▶ **Exercise description**
Beginning with the first line of the entries below, quote each line until you reach and include the line with "doc_refs, false, None)".

▶ **Collected data**
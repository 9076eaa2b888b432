//! Cross-encoder reranking (C11): scores `(query, chunk)` pairs to refine
//! retrieval ordering.
//!
//! The model is loaded lazily, once, behind a process-wide singleton —
//! the first call to [`predict`] pays the load cost, every later call reuses
//! the same instance. Gated behind the `reranking` feature; with the feature
//! off, or if the model fails to load, every pair gets [`NEUTRAL_SCORE`] so
//! the merge-step ordering survives unchanged rather than being reshuffled.

use tokio::sync::OnceCell;

/// Score assigned when no model is available. Keeps existing order stable.
pub const NEUTRAL_SCORE: f32 = 0.5;

#[cfg(feature = "reranking")]
type SharedModel = std::sync::Arc<std::sync::Mutex<fastembed::TextRerank>>;

#[cfg(feature = "reranking")]
static MODEL: OnceCell<Option<SharedModel>> = OnceCell::const_new();

/// Score `documents` against `query`, one score per document, in input order.
/// Never fails.
pub async fn predict(query: &str, documents: &[String]) -> Vec<f32> {
    if documents.is_empty() {
        return Vec::new();
    }
    score(query, documents).await
}

#[cfg(feature = "reranking")]
async fn score(query: &str, documents: &[String]) -> Vec<f32> {
    let model = MODEL.get_or_init(|| async { load_model() }).await.clone();
    let Some(model) = model else {
        return vec![NEUTRAL_SCORE; documents.len()];
    };

    let query = query.to_string();
    let docs = documents.to_vec();
    let count = docs.len();

    let outcome = tokio::task::spawn_blocking(move || -> anyhow::Result<Vec<f32>> {
        let mut guard = model
            .lock()
            .map_err(|e| anyhow::anyhow!("reranker model lock poisoned: {e}"))?;
        let doc_refs: Vec<&str> = docs.iter().map(String::as_str).collect();
        let results = guard
            .rerank(query, doc_refs, false, None)
            .map_err(|e| anyhow::anyhow!("reranking failed: {e}"))?;
        let mut scores = vec![NEUTRAL_SCORE; count];
        for r in results {
            if let Some(slot) = scores.get_mut(r.index) {
                *slot = r.score;
            }
        }
        Ok(scores)
    })
    .await;

    match outcome {
        Ok(Ok(scores)) => scores,
        Ok(Err(e)) => {
            tracing::warn!(error = %e, "reranking batch failed, falling back to neutral scores");
            vec![NEUTRAL_SCORE; documents.len()]
        }
        Err(e) => {
            tracing::warn!(error = %e, "reranking task panicked, falling back to neutral scores");
            vec![NEUTRAL_SCORE; documents.len()]
        }
    }
}

#[cfg(not(feature = "reranking"))]
async fn score(_query: &str, documents: &[String]) -> Vec<f32> {
    vec![NEUTRAL_SCORE; documents.len()]
}

/// Load the cross-encoder model once. Runs on first use; the `ort` backend
/// underneath fastembed prefers a GPU execution provider when the runtime
/// has one available, falling back to CPU automatically.
#[cfg(feature = "reranking")]
fn load_model() -> Option<SharedModel> {
    let init = fastembed::RerankInitOptions::new(fastembed::RerankerModel::BGERerankerBase)
        .with_show_download_progress(true);

    match fastembed::TextRerank::try_new(init) {
        Ok(model) => Some(std::sync::Arc::new(std::sync::Mutex::new(model))),
        Err(e) => {
            tracing::warn!(error = %e, "failed to load reranker model, reranking will use neutral scores");
            None
        }
    }
}

#[cfg(test)]
mod tests {
    use super::*;

    #[tokio::test]
    async fn predict_on_empty_documents_returns_empty() {
        let scores = predict("query", &[]).await;
        assert!(scores.is_empty());
    }

    #[cfg(not(feature = "reranking"))]
    #[tokio::test]
    async fn predict_without_feature_is_neutral_and_order_preserving() {
        let docs = vec!["a".to_string(), "b".to_string(), "c".to_string()];
        let scores = predict("query", &docs).await;
        assert_eq!(scores, vec![NEUTRAL_SCORE; 3]);
    }
}
//! Typed error kinds for the tool-dispatch boundary.
//!
//! Internal code keeps using `anyhow::Result` (store calls, HTTP calls,
//! file I/O) the way the rest of this crate always has. `PipelineError`
//! exists only at the edge, where a tool handler needs to turn "what
//! went wrong" into a response shape: report-and-stop vs. already
//! retried vs. degraded-but-succeeded.

use thiserror::Error;

/// One of the six error kinds a tool invocation can surface.
#[derive(Debug, Error)]
pub enum PipelineError {
    /// Input failed a shape, range, or safety check. Never retried.
    #[error("validation error: {0}")]
    Validation(String),

    /// Required configuration or feature flag missing for the requested tool.
    #[error("configuration error: {0}")]
    Configuration(String),

    /// Network blip, rate limit, or transient store error. Retried internally
    /// by C4/C6/C7 before this variant is ever constructed; only surfaces
    /// after those retries are exhausted.
    #[error("transient external error: {0}")]
    TransientExternal(String),

    /// Upstream 4xx that will not recover on retry (bad credentials, missing
    /// executable, unsupported input).
    #[error("permanent external error: {0}")]
    PermanentExternal(String),

    /// Some items in a batch failed; reported via aggregate counters, never
    /// fails the enclosing request on its own.
    #[error("partial batch failure: {successful}/{attempted} succeeded")]
    PartialBatchFailure { successful: usize, attempted: usize },

    /// The response would exceed the caller's token budget. In practice this
    /// variant is never constructed — the size manager (C12) truncates
    /// instead of raising — but it is named here to keep §7's error kinds
    /// complete at the type level.
    #[error("size error: {0}")]
    Size(String),
}

impl PipelineError {
    /// Machine-readable error code used in the JSON envelope.
    pub fn code(&self) -> &'static str {
        match self {
            PipelineError::Validation(_) => "validation_error",
            PipelineError::Configuration(_) => "configuration_error",
            PipelineError::TransientExternal(_) => "transient_external_error",
            PipelineError::PermanentExternal(_) => "permanent_external_error",
            PipelineError::PartialBatchFailure { .. } => "partial_batch_failure",
            PipelineError::Size(_) => "size_error",
        }
    }
}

▶ **Answer to the problem**
repository 9076eaa2b888b432
//! Cross-encoder reranking (C11): scores `(query, chunk)` pairs to refine
//! retrieval ordering.
//!
//! The model is loaded lazily, once, behind a process-wide singleton —
//! the first call to [`predict`] pays the load cost, every later call reuses
//! the same instance. Gated behind the `reranking` feature; with the feature
//! off, or if the model fails to load, every pair gets [`NEUTRAL_SCORE`] so
//! the merge-step ordering survives unchanged rather than being reshuffled.

use tokio::sync::OnceCell;

/// Score assigned when no model is available. Keeps existing order stable.
pub const NEUTRAL_SCORE: f32 = 0.5;

#[cfg(feature = "reranking")]
type SharedModel = std::sync::Arc<std::sync::Mutex<fastembed::TextRerank>>;

#[cfg(feature = "reranking")]
static MODEL: OnceCell<Option<SharedModel>> = OnceCell::const_new();

/// Score `documents` against `query`, one score per document, in input order.
/// Never fails.
pub async fn predict(query: &str, documents: &[String]) -> Vec<f32> {
    if documents.is_empty() {
        return Vec::new();
    }
    score(query, documents).await
}

#[cfg(feature = "reranking")]
async fn score(query: &str, documents: &[String]) -> Vec<f32> {
    let model = MODEL.get_or_init(|| async { load_model() }).await.clone();
    let Some(model) = model else {
        return vec![NEUTRAL_SCORE; documents.len()];
    };

    let query = query.to_string();
    let docs = documents.to_vec();
    let count = docs.len();

    let outcome = tokio::task::spawn_blocking(move || -> anyhow::Result<Vec<f32>> {
        let mut guard = model
            .lock()
            .map_err(|e| anyhow::anyhow!("reranker model lock poisoned: {e}"))?;
        let doc_refs: Vec<&str> = docs.iter().map(String::as_str).collect();
        let results = guard
            .rerank(query, doc_refs, false, None)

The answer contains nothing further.